Goal of the exercise
Go through the material under this sentence. Return every line holding "versions".

Input for this task
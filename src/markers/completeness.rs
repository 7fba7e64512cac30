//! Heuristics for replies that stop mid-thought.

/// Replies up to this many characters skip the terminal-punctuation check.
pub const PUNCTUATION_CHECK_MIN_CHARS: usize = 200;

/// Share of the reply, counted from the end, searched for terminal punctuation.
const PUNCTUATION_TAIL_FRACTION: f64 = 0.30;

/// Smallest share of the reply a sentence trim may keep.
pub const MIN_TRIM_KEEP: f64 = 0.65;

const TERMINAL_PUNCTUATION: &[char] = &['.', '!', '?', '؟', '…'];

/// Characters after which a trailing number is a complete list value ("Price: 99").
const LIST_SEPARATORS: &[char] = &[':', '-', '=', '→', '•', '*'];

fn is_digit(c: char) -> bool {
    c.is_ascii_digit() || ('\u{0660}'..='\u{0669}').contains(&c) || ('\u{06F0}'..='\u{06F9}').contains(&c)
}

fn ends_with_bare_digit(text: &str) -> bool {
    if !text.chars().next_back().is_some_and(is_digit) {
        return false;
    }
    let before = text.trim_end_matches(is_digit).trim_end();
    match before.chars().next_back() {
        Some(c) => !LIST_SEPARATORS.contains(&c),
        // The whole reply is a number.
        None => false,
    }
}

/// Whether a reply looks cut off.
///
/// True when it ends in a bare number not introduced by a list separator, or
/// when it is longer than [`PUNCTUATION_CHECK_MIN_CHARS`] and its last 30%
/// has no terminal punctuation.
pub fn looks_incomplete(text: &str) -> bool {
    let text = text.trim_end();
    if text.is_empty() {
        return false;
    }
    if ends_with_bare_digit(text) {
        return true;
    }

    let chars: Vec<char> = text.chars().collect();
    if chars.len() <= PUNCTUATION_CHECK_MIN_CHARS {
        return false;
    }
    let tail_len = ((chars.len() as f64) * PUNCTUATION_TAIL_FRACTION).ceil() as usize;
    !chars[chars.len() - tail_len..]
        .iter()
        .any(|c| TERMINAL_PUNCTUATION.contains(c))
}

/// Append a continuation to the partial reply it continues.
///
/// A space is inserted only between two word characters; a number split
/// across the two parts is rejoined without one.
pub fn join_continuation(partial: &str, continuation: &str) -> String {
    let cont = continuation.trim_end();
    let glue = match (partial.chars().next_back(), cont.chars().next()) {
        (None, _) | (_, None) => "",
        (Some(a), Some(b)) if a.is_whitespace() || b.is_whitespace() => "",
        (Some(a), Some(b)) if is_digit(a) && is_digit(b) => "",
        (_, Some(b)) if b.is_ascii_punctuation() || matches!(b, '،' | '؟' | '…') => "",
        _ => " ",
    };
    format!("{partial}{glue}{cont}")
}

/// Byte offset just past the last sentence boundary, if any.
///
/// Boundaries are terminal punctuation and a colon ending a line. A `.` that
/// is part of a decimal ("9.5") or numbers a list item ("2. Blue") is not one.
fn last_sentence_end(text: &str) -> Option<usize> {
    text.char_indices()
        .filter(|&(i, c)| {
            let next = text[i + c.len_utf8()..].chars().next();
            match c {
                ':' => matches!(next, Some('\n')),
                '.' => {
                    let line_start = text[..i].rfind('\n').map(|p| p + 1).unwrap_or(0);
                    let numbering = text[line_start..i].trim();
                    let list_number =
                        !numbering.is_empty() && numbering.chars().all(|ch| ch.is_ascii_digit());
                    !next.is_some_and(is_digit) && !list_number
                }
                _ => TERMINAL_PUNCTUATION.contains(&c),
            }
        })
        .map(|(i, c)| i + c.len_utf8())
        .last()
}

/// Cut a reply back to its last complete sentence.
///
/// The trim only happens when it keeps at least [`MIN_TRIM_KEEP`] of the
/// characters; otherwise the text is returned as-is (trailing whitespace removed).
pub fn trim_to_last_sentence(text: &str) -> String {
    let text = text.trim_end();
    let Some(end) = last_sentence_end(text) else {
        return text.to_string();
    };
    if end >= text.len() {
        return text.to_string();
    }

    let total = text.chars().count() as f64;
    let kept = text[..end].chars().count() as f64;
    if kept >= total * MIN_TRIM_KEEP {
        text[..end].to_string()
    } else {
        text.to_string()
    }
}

---

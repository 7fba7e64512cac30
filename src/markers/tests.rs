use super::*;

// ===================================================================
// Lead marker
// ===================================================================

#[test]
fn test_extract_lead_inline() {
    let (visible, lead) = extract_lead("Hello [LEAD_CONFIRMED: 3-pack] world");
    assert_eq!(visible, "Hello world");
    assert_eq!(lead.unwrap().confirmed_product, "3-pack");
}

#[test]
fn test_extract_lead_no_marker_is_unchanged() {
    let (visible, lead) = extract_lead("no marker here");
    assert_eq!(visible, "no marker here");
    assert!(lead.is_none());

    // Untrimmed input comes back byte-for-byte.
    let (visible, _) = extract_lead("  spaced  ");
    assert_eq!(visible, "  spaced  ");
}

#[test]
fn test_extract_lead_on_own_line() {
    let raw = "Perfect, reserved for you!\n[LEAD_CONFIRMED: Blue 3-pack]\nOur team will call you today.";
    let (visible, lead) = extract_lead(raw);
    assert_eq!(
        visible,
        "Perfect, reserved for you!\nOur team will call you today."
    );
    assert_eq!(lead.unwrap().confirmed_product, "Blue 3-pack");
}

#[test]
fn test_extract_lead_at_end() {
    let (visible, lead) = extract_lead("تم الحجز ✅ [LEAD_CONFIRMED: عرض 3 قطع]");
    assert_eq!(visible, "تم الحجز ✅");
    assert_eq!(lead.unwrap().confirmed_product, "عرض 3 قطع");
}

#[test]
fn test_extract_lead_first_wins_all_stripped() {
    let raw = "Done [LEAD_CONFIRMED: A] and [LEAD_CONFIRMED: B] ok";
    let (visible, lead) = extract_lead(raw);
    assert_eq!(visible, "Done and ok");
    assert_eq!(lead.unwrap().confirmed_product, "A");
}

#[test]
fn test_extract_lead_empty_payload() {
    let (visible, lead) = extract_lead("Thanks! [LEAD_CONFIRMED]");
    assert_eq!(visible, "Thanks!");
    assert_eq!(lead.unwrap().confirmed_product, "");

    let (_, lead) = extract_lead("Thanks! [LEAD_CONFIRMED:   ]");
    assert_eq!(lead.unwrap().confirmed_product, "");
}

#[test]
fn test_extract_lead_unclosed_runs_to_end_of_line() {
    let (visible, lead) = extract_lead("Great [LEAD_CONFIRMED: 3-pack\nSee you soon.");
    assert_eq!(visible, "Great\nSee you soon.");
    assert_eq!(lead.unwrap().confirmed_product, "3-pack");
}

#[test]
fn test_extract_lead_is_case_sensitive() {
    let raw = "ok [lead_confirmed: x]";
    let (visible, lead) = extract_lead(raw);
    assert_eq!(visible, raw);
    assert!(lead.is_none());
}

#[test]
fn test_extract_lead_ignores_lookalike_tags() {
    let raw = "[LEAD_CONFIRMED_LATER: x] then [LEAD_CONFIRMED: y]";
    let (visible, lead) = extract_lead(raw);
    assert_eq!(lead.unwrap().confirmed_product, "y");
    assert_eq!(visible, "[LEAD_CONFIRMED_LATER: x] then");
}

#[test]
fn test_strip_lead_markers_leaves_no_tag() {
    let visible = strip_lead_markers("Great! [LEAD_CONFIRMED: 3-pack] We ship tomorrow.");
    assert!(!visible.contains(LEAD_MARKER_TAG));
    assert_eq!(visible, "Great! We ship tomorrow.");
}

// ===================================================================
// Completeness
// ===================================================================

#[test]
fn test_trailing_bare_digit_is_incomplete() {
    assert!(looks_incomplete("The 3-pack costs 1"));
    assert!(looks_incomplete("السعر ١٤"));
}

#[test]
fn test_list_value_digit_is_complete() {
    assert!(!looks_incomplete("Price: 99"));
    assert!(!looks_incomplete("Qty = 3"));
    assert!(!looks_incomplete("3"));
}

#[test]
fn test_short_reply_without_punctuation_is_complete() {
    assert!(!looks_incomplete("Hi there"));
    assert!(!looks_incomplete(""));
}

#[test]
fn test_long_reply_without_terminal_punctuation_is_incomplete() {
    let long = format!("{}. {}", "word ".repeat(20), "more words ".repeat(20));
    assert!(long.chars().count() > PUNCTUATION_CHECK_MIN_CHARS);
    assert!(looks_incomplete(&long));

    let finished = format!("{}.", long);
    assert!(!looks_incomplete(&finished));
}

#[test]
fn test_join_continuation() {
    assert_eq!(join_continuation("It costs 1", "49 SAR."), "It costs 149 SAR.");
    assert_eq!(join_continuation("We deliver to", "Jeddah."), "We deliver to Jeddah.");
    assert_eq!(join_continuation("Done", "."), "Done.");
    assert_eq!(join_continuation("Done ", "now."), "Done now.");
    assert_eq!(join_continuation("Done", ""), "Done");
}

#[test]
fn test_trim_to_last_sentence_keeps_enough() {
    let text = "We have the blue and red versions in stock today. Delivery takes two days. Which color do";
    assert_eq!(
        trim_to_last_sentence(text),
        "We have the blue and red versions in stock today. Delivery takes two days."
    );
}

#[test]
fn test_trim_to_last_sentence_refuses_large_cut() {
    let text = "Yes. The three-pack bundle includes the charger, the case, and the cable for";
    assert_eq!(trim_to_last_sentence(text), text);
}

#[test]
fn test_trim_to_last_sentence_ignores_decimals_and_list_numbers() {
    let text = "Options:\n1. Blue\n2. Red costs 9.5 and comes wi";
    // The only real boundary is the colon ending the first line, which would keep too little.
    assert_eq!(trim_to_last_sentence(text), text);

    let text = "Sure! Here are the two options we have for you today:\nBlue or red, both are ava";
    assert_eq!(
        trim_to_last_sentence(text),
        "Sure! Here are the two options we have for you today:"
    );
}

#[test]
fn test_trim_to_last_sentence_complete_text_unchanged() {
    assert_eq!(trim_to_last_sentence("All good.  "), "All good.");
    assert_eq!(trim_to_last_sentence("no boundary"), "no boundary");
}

* * *

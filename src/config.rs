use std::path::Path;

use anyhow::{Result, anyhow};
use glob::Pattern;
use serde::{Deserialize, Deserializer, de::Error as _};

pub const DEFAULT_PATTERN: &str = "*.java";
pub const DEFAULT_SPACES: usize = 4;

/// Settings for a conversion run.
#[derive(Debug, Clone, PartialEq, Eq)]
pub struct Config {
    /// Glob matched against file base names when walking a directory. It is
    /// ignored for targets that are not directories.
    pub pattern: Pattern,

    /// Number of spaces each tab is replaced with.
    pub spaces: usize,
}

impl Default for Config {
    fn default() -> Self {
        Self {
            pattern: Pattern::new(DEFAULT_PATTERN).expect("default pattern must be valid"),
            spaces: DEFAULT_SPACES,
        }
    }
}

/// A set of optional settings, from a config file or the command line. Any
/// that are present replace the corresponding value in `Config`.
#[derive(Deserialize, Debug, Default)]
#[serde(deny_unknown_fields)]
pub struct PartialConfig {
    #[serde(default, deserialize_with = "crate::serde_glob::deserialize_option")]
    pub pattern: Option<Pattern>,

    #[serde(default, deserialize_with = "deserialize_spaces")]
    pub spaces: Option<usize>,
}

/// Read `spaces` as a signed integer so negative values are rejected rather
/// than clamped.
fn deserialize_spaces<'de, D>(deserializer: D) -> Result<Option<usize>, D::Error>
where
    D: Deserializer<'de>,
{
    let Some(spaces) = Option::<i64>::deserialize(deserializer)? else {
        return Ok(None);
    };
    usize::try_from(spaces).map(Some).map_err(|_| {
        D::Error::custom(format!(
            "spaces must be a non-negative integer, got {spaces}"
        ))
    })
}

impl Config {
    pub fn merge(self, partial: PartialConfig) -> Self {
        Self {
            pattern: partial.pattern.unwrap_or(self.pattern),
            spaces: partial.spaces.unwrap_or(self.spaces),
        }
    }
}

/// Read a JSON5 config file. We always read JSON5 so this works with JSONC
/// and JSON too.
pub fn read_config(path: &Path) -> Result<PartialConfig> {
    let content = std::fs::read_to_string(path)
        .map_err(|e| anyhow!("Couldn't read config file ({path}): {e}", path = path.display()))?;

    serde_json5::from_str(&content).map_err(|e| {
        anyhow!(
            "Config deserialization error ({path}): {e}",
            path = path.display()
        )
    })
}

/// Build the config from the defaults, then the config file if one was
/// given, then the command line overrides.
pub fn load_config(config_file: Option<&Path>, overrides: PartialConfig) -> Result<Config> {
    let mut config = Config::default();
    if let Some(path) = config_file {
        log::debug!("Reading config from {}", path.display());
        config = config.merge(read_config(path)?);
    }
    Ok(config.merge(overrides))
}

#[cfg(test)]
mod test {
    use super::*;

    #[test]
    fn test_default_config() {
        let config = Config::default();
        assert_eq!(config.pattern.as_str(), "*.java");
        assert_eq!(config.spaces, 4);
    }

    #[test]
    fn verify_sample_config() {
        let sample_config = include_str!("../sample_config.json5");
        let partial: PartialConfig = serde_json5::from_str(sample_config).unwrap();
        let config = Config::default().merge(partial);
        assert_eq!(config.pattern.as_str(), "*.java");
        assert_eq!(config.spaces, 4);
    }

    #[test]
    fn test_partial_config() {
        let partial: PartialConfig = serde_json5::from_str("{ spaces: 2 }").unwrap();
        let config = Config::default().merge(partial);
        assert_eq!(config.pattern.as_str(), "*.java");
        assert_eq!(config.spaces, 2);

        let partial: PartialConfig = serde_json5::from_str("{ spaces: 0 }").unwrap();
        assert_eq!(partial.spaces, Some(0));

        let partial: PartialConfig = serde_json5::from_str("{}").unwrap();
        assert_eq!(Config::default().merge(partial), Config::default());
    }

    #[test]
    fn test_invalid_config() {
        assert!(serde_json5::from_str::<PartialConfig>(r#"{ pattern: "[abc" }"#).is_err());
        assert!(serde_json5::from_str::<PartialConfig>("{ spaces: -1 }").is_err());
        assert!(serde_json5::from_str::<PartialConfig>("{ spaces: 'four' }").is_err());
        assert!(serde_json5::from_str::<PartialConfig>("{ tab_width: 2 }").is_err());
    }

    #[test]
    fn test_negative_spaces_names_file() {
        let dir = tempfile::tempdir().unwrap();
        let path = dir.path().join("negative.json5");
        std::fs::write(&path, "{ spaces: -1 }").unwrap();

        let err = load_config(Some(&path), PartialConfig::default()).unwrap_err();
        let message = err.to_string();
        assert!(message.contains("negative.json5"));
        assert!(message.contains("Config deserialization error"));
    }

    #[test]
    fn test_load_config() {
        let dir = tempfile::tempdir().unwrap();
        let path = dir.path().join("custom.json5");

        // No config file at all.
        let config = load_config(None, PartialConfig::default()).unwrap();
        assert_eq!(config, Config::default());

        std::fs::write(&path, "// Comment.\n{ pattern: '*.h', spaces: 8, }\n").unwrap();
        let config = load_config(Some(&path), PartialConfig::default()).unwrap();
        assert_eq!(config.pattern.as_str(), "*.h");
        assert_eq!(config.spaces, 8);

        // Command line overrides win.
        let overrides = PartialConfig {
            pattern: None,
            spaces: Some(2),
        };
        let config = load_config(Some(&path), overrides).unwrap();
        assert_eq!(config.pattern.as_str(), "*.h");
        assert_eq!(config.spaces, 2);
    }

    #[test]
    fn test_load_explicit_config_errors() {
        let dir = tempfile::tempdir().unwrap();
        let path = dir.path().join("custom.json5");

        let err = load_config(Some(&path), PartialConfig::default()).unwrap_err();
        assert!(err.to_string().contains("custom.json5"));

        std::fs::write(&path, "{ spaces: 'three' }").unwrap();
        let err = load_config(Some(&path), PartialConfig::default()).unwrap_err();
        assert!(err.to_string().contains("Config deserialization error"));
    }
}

Result
    let text = "We have the blue and red versions in stock today. Delivery takes two days. Which color do";
        "We have the blue and red versions in stock today. Delivery takes two days."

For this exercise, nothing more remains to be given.